On Thursday the state agency managing Aloha Stadium voted to approve demolishing the existing stadium before a new facility opens.
Along with a new stadium, the Stadium Authority is looking at a major development that could include 3,300 homes, 650 hotel rooms, retail space approximating the size of Kahala Mall and offices for roughly 800 workers — all rising where cars and tailgaters used to gather for the biggest events at Aloha Stadium.
That’s what planning consultants working for the state believe is possible over 20-plus years as part
of a plan to replace Hawaii’s largest, yet badly deteriorated, outdoor event venue with a smaller stadium surrounded by new residential and commercial uses.
This “possible picture” was presented at an online briefing Tuesday to bolster interest and feedback from real estate developers expected to compete to build
a community around a new stadium in Halawa collectively referred to as the “New Aloha Stadium Entertainment District,” or NASED.
Stacey Jones, senior principal of Crawford Architects, said the scope he described for development around a new stadium is based on a market demand study, and that developers are encouraged but not required to provide such specific elements when submitting competitive proposals for state consideration.
“We expect the best ideas to come from you folks — not from us,” said Jones, whose firm, based in Australia and Kansas City, Mo., was hired by the state.
Jones said the market study showed that within five years after a new stadium opens, there should be demand for 850 homes, 200,000 square feet of retail, a 200-room hotel and 60,000 square feet of office space.
Over 20 years or so, this demand should grow to 3,300 homes, 400,000 square feet of retail, 650 hotel rooms and 120,000 square feet of office space, Jones told about 90 meeting attendees.
“It’s a heady opportunity,” he said. “Twenty years is not that long in real estate terms. … Rome wasn’t built in a day, and neither will NASED.”
Under the state’s plan, one of three already qualified private development teams would be paid to replace 50,000-seat Aloha Stadium with a new facility containing about 30,000 to 35,000 seats on 20 acres adjacent to the existing stadium.
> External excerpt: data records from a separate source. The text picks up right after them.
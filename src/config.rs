//! Session-local configuration: the session's effective user, the
//! registered namespace prefix table, and the auto-last-modified toggle
//! (SPEC_FULL.md §2 "Ambient stack — Configuration").
//!
//! Mirrors the teacher's `db::config::Config` shape: a plain struct of
//! knobs with a `Default` impl and named preset constructors.

use rustc_hash::FxHashSet;

/// Session-local configuration consulted by [`crate::processor::NodeProcessor`]
/// and [`crate::path`] validation.
#[derive(Debug, Clone)]
pub struct SessionConfig {
    /// The user identifier this session authenticated as, used for
    /// `jcr:createdBy` / `jcr:lastModifiedBy` autocreation (spec §4.8).
    pub user_id: String,
    /// Whether autocreated `jcr:lastModified` / `jcr:lastModifiedBy`
    /// properties are refreshed on every save of an already-clean
    /// autocreated property (spec §4.8 step 2).
    pub auto_last_modified: bool,
    /// Namespace prefixes registered for this session; a NAME or PATH
    /// segment using any other prefix fails with
    /// [`crate::error::SomError::Namespace`].
    registered_prefixes: FxHashSet<String>,
}

impl Default for SessionConfig {
    fn default() -> Self {
        let mut registered_prefixes = FxHashSet::default();
        for p in ["jcr", "nt", "mix", "rep"] {
            registered_prefixes.insert(p.to_string());
        }
        Self {
            user_id: "anonymous".to_string(),
            auto_last_modified: true,
            registered_prefixes,
        }
    }
}

impl SessionConfig {
    /// Builds a config for `user_id` with the default built-in namespace
    /// prefixes registered.
    pub fn for_user(user_id: impl Into<String>) -> Self {
        Self {
            user_id: user_id.into(),
            ..Self::default()
        }
    }

    /// Registers an additional namespace prefix for this session.
    pub fn register_prefix(&mut self, prefix: impl Into<String>) {
        self.registered_prefixes.insert(prefix.into());
    }

    /// `true` if `prefix` is registered for this session.
    pub fn is_registered_prefix(&self, prefix: &str) -> bool {
        self.registered_prefixes.contains(prefix)
    }

    /// Validates that every `prefix:` portion in `name` is registered,
    /// failing with [`crate::error::SomError::Namespace`] otherwise (spec
    /// §4.8 step 3 "NAME: any `prefix:` segment must be a registered
    /// namespace prefix").
    pub fn check_namespace(&self, name: &str) -> crate::error::Result<()> {
        if let Some((prefix, _)) = name.split_once(':') {
            if !self.is_registered_prefix(prefix) {
                return Err(crate::error::SomError::Namespace(format!(
                    "unregistered namespace prefix: {prefix}"
                )));
            }
        }
        Ok(())
    }
}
The winning team also would be paid to maintain the new stadium for 30 to
40 years for an arranged price.
The Stadium Authority, the state agency managing Aloha Stadium, would continue to manage and earn revenue from a new stadium under a procurement process that has been largely driven by the state Department of Accounting and General Services.
DAGS expects to seek proposals in July from the three contenders to build and maintain the new stadium after demolishing the 46-year-old existing stadium.
The Stadium Authority is OK with demolishing the old stadium first.
Previously, the state’s plan was to finish a new stadium before demolition so that events including University of Hawaii football games could continue. But because of COVID-19, the Stadium Authority let UH know in
December that the stadium would not be available for use because no revenue was flowing in to maintain the facility now considered unsafe for fans.
The Stadium Authority said Thursday that demolishing Aloha Stadium first will cost less than its original plan and that savings will go toward redevelopment.
Lawmakers in 2019 appropriated up to $350 million in bonds and general funds for the project, though DAGS recently said its estimated stadium replacement cost has risen to $423 million.
Leasing the 78-acre balance of the stadium’s existing 98-acre site to a private developer to produce a new residential and commercial community is expected to generate revenue for the state to offset taxpayer costs for a new stadium.
Jones said the state’s
vision is to have a mixed-
use community that ideally would include workers and not only residents and people visiting the stadium site for entertainment and other things.
Oahu has had a weak
office market in recent decades, but Jones said the market study indicates there is demand for new office space in the area and that it would enhance activity on the site with people arriving for work in the morning and leaving in the evening.
“What we’re anticipating is a mix of residential, retail/entertainment, hotels, hopefully, (and) some office because we’d also like this to be not just a live, play, thrive environment, but also work.”
Jones said the state would like to see the footprint of the existing stadium become a public gathering place, perhaps a tiered amphitheater with views of the stadium scoreboard that could be used for outdoor performances and other things.
The consultant envisioned that initial development around a new stadium would begin adjacent to a rail station in one corner of the property expected to serve commuters between Middle Street and East Kapolei around 2024 when it could be possible to have a new stadium open.
DAGS anticipates publishing a request in July for prospective developers to submit credentials to take on the project around a new stadium, followed by a request for proposals and then selecting and finalizing terms with a winning developer by mid-2022.